> Work order
Of all the lines below, return only those starting with the line holding "statuses and roles" and going on through the line holding "pub mod types;", exactly as written.

Saved data entries:
┄┄┄┄┄┄┄┄┄┄┄┄┄┄┄┄┄┄┄┄

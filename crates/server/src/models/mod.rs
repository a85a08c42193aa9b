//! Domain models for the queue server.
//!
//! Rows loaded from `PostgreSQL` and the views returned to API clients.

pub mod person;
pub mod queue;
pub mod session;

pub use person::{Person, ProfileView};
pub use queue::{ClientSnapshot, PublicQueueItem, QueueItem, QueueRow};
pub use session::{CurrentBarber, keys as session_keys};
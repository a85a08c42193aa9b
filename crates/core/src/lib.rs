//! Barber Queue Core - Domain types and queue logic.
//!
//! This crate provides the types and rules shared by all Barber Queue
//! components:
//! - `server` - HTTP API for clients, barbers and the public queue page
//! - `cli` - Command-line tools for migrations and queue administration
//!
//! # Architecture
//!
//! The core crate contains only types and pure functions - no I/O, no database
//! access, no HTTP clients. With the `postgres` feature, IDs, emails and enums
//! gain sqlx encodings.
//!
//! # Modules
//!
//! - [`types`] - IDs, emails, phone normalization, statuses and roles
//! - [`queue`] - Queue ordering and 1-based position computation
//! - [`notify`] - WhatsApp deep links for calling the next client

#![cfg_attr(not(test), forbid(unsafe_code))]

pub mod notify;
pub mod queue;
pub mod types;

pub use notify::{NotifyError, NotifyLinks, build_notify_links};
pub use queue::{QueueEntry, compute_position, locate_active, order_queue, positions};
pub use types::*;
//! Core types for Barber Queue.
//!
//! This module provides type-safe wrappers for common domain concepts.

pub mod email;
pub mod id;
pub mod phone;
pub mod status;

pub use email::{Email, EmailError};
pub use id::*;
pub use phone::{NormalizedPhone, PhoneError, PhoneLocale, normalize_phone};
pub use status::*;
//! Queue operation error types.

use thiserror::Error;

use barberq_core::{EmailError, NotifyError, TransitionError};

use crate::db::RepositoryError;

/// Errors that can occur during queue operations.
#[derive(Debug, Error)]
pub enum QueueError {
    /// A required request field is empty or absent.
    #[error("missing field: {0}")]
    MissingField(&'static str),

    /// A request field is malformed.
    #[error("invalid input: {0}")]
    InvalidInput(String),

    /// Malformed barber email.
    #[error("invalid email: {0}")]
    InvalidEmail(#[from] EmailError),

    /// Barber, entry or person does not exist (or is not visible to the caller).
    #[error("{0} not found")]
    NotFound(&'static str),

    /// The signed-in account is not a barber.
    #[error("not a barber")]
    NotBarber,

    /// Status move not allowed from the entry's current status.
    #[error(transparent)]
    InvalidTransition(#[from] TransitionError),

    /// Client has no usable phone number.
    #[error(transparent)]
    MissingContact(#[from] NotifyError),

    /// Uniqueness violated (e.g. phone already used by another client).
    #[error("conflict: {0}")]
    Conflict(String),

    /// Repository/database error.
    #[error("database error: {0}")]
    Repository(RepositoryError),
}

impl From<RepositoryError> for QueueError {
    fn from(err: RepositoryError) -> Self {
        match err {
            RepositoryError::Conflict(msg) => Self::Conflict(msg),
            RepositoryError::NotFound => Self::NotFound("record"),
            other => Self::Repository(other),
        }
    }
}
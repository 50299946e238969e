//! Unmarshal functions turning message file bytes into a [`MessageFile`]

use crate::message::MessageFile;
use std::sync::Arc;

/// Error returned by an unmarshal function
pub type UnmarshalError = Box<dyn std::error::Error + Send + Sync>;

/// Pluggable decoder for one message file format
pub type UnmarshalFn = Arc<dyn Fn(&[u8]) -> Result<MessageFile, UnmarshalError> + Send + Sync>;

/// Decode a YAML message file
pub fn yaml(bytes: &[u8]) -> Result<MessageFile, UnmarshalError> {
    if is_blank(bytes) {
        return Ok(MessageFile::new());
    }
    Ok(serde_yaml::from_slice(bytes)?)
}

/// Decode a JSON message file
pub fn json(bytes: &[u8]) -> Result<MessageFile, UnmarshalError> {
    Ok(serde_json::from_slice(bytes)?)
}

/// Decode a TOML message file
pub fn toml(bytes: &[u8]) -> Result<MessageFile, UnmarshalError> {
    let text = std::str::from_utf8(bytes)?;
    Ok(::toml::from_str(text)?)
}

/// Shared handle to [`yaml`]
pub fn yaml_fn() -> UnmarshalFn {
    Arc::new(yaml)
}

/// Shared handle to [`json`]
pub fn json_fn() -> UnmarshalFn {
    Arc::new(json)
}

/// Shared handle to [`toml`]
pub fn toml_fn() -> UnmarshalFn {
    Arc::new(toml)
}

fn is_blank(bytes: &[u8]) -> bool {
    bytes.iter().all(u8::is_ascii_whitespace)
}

┄┄┄┄┄┄┄┄┄┄┄┄┄┄┄┄┄┄┄┄

> Response area
//! - [`types`] - IDs, emails, phone normalization, statuses and roles
//! - [`queue`] - Queue ordering and 1-based position computation
//! - [`notify`] - WhatsApp deep links for calling the next client

#![cfg_attr(not(test), forbid(unsafe_code))]

pub mod notify;
pub mod queue;
pub mod types;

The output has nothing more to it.